## Your objective
Return the lines of the data below in which the string "third" occurs.

++++ Material for the task ++++

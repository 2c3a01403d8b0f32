//! Unit tests for scene_context.rs

use std::sync::Arc;
use glam::Vec3;
use crate::camera::Camera;
use crate::compositing::{CustomPass, MemorySceneRendererLoader, SceneRenderer};
use crate::config::{SceneContextConfig, SceneRendererManagerConfig};
use crate::error::Error;
use crate::math::AABB;
use crate::renderer::mock_renderer::MockRenderer;
use crate::renderer::TransformSlot;
use crate::scene::SceneNodeKey;
use super::*;

const FORWARD: &str = r#"(
    name: "Forward",
    passes: [
        (class: "Begin"),
        (class: "DrawSolid"),
    ],
)"#;

fn context(default: Option<&str>) -> SceneContext {
    let config = SceneContextConfig {
        default_scene_renderer: default.map(str::to_string),
        ..SceneContextConfig::default()
    };
    let loader = MemorySceneRendererLoader::new()
        .with_source("Forward.sr", FORWARD)
        .with_source("Other.sr", "(passes: [(class: \"Begin\")])");
    SceneContext::with_loader(config, Box::new(loader)).unwrap()
}

fn add_camera(ctx: &mut SceneContext) -> SceneNodeKey {
    let root = ctx.graph().root();
    ctx.graph_mut().create_camera(root, "camera", Camera::new()).unwrap()
}

// ============================================================================
// Tests: Construction
// ============================================================================

#[test]
fn test_new_rejects_invalid_config() {
    let mut config = SceneContextConfig::default();
    config.cull.max_portal_depth = 0;
    assert!(matches!(SceneContext::new(config), Err(Error::InvalidConfiguration(_))));
}

// ============================================================================
// Tests: Active camera
// ============================================================================

#[test]
fn test_set_camera_requires_camera_node() {
    let mut ctx = context(None);
    let root = ctx.graph().root();
    let node = ctx.graph_mut().create_node(root, "node").unwrap();

    let result = ctx.set_camera(Some(node), None);
    assert!(matches!(result, Err(Error::InvalidSceneNode(_))));
    assert_eq!(ctx.camera(), None);
}

#[test]
fn test_set_camera_pushes_matrices() {
    let mut ctx = context(None);
    let camera = add_camera(&mut ctx);
    let mut renderer = MockRenderer::new();

    ctx.set_camera(Some(camera), Some(&mut renderer)).unwrap();
    assert_eq!(ctx.camera(), Some(camera));
    assert!(renderer.transform(TransformSlot::Projection).is_some());
    assert!(renderer.transform(TransformSlot::View).is_some());

    ctx.set_camera(None, Some(&mut renderer)).unwrap();
    assert_eq!(ctx.camera(), None);
}

#[test]
fn test_destroying_active_camera_clears_it() {
    let mut ctx = context(Some("Forward.sr"));
    let camera = add_camera(&mut ctx);
    ctx.set_camera(Some(camera), None).unwrap();
    let root = ctx.graph().root();
    ctx.draw(&mut MockRenderer::new(), root).unwrap();
    assert!(ctx.visibility(camera).is_some());

    ctx.destroy_node(camera).unwrap();
    assert_eq!(ctx.camera(), None);
    assert!(ctx.visibility(camera).is_none());
}

#[test]
fn test_camera_destroyed_through_graph_is_not_active() {
    let mut ctx = context(None);
    let camera = add_camera(&mut ctx);
    ctx.set_camera(Some(camera), None).unwrap();
    ctx.graph_mut().destroy_node(camera).unwrap();
    assert_eq!(ctx.camera(), None);
}

// ============================================================================
// Tests: Frames
// ============================================================================

#[test]
fn test_draw_without_camera_is_a_noop() {
    let mut ctx = context(Some("Forward.sr"));
    let mut renderer = MockRenderer::new();
    let root = ctx.graph().root();

    let report = ctx.draw(&mut renderer, root).unwrap();
    assert_eq!(report, FrameReport::default());
    assert!(renderer.commands.is_empty());
    assert_eq!(ctx.frame(), 1);
}

#[test]
fn test_draw_without_scene_renderer_is_a_noop() {
    let mut ctx = context(None);
    let camera = add_camera(&mut ctx);
    ctx.set_camera(Some(camera), None).unwrap();
    let mut renderer = MockRenderer::new();
    let root = ctx.graph().root();

    let report = ctx.draw(&mut renderer, root).unwrap();
    assert_eq!(report.executed, 0);
    assert!(renderer.commands.is_empty());
}

#[test]
fn test_draw_runs_default_scene_renderer() {
    let mut ctx = context(Some("Forward.sr"));
    let camera = add_camera(&mut ctx);
    let root = ctx.graph().root();
    let node = ctx.graph_mut().create_node(root, "box").unwrap();
    ctx.graph_mut().set_bounding_box(node, Some(AABB::new(Vec3::splat(-1.0), Vec3::ONE))).unwrap();
    ctx.graph_mut().set_position(node, Vec3::new(0.0, 0.0, 10.0)).unwrap();
    ctx.set_camera(Some(camera), None).unwrap();

    let mut renderer = MockRenderer::new();
    let report = ctx.draw(&mut renderer, root).unwrap();

    assert_eq!(report.executed, 2);
    assert!(report.is_success());
    assert!(ctx.visibility(camera).unwrap().contains(node));
    assert_eq!(ctx.cull_statistics(camera).unwrap().visible_nodes, 2);
    assert!(renderer.transform(TransformSlot::View).is_some());
}

#[test]
fn test_camera_filename_overrides_default_and_is_cached() {
    let mut ctx = context(Some("Forward.sr"));
    let camera = add_camera(&mut ctx);
    ctx.graph_mut().camera_mut(camera).unwrap().set_scene_renderer_filename("Other.sr");
    ctx.set_camera(Some(camera), None).unwrap();

    let first = ctx.scene_renderer_for(camera).unwrap();
    let second = ctx.scene_renderer_for(camera).unwrap();
    assert!(Arc::ptr_eq(&first, &second));
    assert_eq!(first.lock().unwrap().pass_count(), 1);
    assert!(!ctx.scene_renderers().contains("Forward.sr"));

    ctx.graph_mut().camera_mut(camera).unwrap().set_scene_renderer_filename("Forward.sr");
    let third = ctx.scene_renderer_for(camera).unwrap();
    assert_eq!(third.lock().unwrap().pass_count(), 2);
}

#[test]
fn test_missing_scene_renderer_file_skips_frame() {
    let mut ctx = context(Some("Missing.sr"));
    let camera = add_camera(&mut ctx);
    ctx.set_camera(Some(camera), None).unwrap();
    let root = ctx.graph().root();

    let report = ctx.draw(&mut MockRenderer::new(), root).unwrap();
    assert_eq!(report.executed, 0);
    assert!(ctx.scene_renderer_for(camera).is_none());
}

#[test]
fn test_visibility_is_shared_between_passes_of_a_frame() {
    let mut ctx = context(None);
    let camera = add_camera(&mut ctx);
    let mut sr = SceneRenderer::new("Overlay");
    sr.add_pass(Box::new(CustomPass::new("first", |ctx| {
        ctx.visibility();
        Ok(())
    })));
    sr.add_pass(Box::new(CustomPass::new("second", |ctx| {
        assert!(ctx.is_culled());
        Ok(())
    })));
    ctx.scene_renderers_mut().insert("Overlay", sr).unwrap();
    ctx.graph_mut().camera_mut(camera).unwrap().set_scene_renderer_filename("Overlay");
    ctx.set_camera(Some(camera), None).unwrap();

    let root = ctx.graph().root();
    let report = ctx.draw(&mut MockRenderer::new(), root).unwrap();
    assert_eq!(report.executed, 2);
}

#[test]
fn test_unused_scene_renderers_are_evicted_after_delay() {
    let config = SceneContextConfig {
        default_scene_renderer: Some("Forward.sr".to_string()),
        scene_renderer_manager: SceneRendererManagerConfig { unload_unused: true, unload_delay_frames: 1 },
        ..SceneContextConfig::default()
    };
    let loader = MemorySceneRendererLoader::new().with_source("Forward.sr", FORWARD);
    let mut ctx = SceneContext::with_loader(config, Box::new(loader)).unwrap();
    let camera = add_camera(&mut ctx);
    ctx.set_camera(Some(camera), None).unwrap();
    let root = ctx.graph().root();
    let mut renderer = MockRenderer::new();

    ctx.draw(&mut renderer, root).unwrap();
    assert!(ctx.scene_renderers().contains("Forward.sr"));

    // The camera lets go of the handle
    ctx.graph_mut().camera_mut(camera).unwrap().set_scene_renderer_filename("Elsewhere.sr");
    ctx.set_camera(None, None).unwrap();
    ctx.draw(&mut renderer, root).unwrap();
    assert!(ctx.scene_renderers().contains("Forward.sr"));
    ctx.draw(&mut renderer, root).unwrap();
    assert!(!ctx.scene_renderers().contains("Forward.sr"));
}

++++

## Expected output
    let third = ctx.scene_renderer_for(camera).unwrap();
    assert_eq!(third.lock().unwrap().pass_count(), 2);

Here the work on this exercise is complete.